# YOUR ASSIGNMENT
Repeat the data. Keep each line identical.

Dataset entries:

▼

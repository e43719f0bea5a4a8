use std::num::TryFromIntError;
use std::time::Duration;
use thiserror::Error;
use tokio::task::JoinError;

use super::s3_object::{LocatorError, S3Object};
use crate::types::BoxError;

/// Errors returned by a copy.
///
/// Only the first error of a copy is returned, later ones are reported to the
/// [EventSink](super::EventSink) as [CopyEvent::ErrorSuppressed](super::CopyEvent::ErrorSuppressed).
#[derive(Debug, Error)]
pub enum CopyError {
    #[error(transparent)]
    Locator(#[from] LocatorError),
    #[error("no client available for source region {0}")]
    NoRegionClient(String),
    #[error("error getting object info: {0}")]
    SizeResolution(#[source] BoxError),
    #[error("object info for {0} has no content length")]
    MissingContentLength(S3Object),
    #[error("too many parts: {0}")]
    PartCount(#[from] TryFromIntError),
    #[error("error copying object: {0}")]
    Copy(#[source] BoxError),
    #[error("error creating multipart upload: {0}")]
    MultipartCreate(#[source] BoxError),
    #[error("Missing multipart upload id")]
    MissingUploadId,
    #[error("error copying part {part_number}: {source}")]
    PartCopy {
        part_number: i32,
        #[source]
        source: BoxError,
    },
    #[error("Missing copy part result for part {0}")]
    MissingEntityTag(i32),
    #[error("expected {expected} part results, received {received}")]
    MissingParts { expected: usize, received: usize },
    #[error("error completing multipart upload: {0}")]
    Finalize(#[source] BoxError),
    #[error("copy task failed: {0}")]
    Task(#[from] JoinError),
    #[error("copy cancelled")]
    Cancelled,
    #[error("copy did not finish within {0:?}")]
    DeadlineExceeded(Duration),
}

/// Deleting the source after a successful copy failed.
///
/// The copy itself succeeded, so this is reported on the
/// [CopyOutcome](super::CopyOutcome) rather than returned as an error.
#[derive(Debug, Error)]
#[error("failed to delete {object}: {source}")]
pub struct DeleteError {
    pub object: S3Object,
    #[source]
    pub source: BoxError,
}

▲

# TASK RESPONSE
repository e43719f0bea5a4a8
use std::num::TryFromIntError;
use std::time::Duration;
use thiserror::Error;
use tokio::task::JoinError;

use super::s3_object::{LocatorError, S3Object};
use crate::types::BoxError;

/// Errors returned by a copy.
///
/// Only the first error of a copy is returned, later ones are reported to the
/// [EventSink](super::EventSink) as [CopyEvent::ErrorSuppressed](super::CopyEvent::ErrorSuppressed).
#[derive(Debug, Error)]
pub enum CopyError {
    #[error(transparent)]
    Locator(#[from] LocatorError),
    #[error("no client available for source region {0}")]
    NoRegionClient(String),
    #[error("error getting object info: {0}")]
    SizeResolution(#[source] BoxError),
    #[error("object info for {0} has no content length")]
    MissingContentLength(S3Object),
    #[error("too many parts: {0}")]
    PartCount(#[from] TryFromIntError),
    #[error("error copying object: {0}")]
    Copy(#[source] BoxError),
    #[error("error creating multipart upload: {0}")]
    MultipartCreate(#[source] BoxError),
    #[error("Missing multipart upload id")]
    MissingUploadId,
    #[error("error copying part {part_number}: {source}")]
    PartCopy {
        part_number: i32,
        #[source]
        source: BoxError,
    },
    #[error("Missing copy part result for part {0}")]
    MissingEntityTag(i32),
    #[error("expected {expected} part results, received {received}")]
    MissingParts { expected: usize, received: usize },
    #[error("error completing multipart upload: {0}")]
    Finalize(#[source] BoxError),
    #[error("copy task failed: {0}")]
    Task(#[from] JoinError),
    #[error("copy cancelled")]
    Cancelled,
    #[error("copy did not finish within {0:?}")]
    DeadlineExceeded(Duration),
}

/// Deleting the source after a successful copy failed.
///
/// The copy itself succeeded, so this is reported on the
/// [CopyOutcome](super::CopyOutcome) rather than returned as an error.
#[derive(Debug, Error)]
#[error("failed to delete {object}: {source}")]
pub struct DeleteError {
    pub object: S3Object,
    #[source]
    pub source: BoxError,
}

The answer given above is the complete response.